-- INFORMATION SHOWN --
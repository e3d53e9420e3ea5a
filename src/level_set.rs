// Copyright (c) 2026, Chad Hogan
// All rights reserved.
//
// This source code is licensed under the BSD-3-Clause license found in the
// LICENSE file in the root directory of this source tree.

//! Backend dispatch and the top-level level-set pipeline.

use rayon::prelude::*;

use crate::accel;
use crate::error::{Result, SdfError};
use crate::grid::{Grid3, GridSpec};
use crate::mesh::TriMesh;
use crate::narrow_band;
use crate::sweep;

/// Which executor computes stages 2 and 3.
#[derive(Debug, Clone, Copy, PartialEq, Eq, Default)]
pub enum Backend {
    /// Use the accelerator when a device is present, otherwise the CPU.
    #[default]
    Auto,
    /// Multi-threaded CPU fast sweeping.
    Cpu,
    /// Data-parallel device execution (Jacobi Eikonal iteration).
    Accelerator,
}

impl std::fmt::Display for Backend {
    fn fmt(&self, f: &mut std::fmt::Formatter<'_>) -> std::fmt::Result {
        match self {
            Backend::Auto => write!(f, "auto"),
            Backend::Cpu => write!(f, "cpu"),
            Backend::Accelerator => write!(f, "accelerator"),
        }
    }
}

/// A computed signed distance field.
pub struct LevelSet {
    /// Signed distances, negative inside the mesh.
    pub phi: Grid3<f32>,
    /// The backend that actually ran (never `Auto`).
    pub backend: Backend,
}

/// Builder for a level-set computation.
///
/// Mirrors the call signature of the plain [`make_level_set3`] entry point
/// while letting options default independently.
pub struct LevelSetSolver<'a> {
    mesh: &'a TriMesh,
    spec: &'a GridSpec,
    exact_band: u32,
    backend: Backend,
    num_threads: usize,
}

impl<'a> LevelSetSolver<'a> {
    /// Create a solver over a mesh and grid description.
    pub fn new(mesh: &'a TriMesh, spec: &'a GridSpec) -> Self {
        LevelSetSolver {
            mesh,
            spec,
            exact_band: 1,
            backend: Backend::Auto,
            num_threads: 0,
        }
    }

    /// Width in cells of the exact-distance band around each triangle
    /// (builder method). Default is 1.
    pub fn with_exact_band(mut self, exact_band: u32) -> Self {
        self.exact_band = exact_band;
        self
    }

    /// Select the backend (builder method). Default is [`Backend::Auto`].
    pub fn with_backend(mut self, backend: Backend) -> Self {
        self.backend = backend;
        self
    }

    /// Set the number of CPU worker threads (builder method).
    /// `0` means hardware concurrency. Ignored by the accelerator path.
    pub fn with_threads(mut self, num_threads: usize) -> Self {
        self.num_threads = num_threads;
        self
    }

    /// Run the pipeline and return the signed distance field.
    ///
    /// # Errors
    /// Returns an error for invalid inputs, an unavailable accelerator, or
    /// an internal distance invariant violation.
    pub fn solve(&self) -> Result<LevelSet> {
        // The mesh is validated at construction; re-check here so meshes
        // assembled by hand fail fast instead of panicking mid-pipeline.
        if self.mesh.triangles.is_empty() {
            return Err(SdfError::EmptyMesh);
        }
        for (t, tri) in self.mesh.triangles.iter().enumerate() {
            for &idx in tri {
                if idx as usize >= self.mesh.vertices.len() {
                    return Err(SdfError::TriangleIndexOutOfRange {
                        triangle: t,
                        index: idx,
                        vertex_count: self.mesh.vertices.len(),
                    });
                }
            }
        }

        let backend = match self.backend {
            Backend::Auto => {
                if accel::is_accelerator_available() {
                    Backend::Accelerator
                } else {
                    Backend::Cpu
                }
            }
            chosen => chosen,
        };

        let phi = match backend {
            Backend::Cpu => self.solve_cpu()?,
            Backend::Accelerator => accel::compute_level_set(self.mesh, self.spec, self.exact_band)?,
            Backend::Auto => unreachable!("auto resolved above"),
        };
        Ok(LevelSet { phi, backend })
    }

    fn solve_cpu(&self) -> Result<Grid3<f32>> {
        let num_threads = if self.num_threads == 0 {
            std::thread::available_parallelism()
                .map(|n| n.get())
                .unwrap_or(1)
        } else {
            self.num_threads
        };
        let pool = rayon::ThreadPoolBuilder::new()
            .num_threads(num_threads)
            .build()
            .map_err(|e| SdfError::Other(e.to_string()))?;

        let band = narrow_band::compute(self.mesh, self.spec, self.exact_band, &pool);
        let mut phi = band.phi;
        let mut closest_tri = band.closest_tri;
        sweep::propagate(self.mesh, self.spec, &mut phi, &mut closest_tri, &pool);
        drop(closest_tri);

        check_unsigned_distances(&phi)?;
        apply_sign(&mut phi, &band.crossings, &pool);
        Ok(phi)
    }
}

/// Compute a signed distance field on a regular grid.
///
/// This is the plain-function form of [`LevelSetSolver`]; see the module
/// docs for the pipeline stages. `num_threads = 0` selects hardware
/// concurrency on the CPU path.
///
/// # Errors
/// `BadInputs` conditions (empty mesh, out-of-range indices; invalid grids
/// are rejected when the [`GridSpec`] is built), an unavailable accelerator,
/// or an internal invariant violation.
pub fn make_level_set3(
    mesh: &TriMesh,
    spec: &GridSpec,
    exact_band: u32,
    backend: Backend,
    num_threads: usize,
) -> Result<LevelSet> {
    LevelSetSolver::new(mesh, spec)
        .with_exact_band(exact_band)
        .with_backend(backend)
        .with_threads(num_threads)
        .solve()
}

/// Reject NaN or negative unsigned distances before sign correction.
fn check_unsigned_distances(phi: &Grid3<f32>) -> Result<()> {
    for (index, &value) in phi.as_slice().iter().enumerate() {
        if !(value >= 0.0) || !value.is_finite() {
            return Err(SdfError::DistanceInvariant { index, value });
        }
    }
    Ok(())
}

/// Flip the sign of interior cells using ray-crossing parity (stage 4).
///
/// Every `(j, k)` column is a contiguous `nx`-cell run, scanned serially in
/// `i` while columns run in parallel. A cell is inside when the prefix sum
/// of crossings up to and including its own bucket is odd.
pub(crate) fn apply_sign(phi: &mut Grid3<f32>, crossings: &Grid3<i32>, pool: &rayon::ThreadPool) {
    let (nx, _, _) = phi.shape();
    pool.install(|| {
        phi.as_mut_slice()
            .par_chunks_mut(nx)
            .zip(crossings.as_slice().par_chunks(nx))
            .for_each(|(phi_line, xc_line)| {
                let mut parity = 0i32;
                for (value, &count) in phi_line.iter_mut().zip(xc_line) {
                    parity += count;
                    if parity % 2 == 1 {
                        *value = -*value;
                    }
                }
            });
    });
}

--

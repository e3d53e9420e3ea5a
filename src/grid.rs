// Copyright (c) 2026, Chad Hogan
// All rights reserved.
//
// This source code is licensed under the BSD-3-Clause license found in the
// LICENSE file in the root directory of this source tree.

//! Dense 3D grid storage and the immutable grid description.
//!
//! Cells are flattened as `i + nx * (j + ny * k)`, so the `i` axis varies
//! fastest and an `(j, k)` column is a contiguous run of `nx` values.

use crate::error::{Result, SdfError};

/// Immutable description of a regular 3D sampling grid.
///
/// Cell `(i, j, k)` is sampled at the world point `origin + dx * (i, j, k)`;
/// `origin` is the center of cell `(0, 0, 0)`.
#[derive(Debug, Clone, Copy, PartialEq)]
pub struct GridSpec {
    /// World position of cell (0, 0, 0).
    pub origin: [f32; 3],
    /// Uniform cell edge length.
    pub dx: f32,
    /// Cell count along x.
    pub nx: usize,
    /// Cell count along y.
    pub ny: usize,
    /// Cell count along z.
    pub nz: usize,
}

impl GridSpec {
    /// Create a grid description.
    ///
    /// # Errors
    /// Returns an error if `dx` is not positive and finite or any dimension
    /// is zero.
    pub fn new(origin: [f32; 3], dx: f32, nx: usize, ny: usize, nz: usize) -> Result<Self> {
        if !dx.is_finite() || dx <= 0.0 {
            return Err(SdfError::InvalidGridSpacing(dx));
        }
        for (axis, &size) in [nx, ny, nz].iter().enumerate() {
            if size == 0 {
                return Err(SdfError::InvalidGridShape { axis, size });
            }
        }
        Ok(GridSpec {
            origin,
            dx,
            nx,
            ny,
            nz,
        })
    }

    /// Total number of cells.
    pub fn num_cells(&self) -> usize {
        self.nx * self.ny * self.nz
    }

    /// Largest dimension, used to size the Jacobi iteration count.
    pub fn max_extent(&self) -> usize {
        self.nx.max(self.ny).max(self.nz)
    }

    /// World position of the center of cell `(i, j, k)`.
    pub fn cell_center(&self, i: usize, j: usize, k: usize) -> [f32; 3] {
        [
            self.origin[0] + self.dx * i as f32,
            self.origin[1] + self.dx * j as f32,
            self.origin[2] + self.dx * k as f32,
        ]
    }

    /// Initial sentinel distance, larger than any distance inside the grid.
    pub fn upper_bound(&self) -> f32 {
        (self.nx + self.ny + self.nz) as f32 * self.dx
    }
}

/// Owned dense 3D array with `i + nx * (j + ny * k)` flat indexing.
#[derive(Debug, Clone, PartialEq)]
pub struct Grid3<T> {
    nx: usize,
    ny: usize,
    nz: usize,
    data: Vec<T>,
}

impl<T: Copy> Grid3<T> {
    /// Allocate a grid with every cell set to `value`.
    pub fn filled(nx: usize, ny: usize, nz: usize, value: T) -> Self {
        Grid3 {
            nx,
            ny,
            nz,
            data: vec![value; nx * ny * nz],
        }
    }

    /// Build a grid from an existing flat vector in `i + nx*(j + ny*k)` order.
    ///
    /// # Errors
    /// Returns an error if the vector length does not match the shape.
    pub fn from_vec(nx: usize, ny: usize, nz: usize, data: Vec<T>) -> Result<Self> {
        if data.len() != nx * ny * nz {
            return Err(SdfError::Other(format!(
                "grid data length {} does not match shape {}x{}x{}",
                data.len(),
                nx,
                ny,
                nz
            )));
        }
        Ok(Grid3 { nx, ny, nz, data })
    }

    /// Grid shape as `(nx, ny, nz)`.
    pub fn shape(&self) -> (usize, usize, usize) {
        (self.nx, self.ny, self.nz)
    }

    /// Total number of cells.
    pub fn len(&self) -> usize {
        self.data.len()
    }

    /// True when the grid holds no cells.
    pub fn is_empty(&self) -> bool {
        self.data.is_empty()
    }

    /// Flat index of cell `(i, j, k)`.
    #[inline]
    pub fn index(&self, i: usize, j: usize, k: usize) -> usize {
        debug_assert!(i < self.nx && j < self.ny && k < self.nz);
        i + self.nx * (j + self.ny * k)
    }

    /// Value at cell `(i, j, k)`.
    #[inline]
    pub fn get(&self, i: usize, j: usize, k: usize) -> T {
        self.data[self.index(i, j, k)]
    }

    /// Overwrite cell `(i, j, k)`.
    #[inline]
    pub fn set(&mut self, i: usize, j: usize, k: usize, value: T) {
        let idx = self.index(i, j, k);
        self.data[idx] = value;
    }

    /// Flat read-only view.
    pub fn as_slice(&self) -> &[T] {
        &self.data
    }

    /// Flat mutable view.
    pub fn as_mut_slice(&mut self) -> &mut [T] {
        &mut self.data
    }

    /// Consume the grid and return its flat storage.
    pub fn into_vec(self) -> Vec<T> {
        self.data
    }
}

-- WHAT THIS TASK INVOLVES --
Report all lines of the data above that include the string "violation".

-- EXPECTED OUTPUT --
    /// an internal distance invariant violation.
/// or an internal invariant violation.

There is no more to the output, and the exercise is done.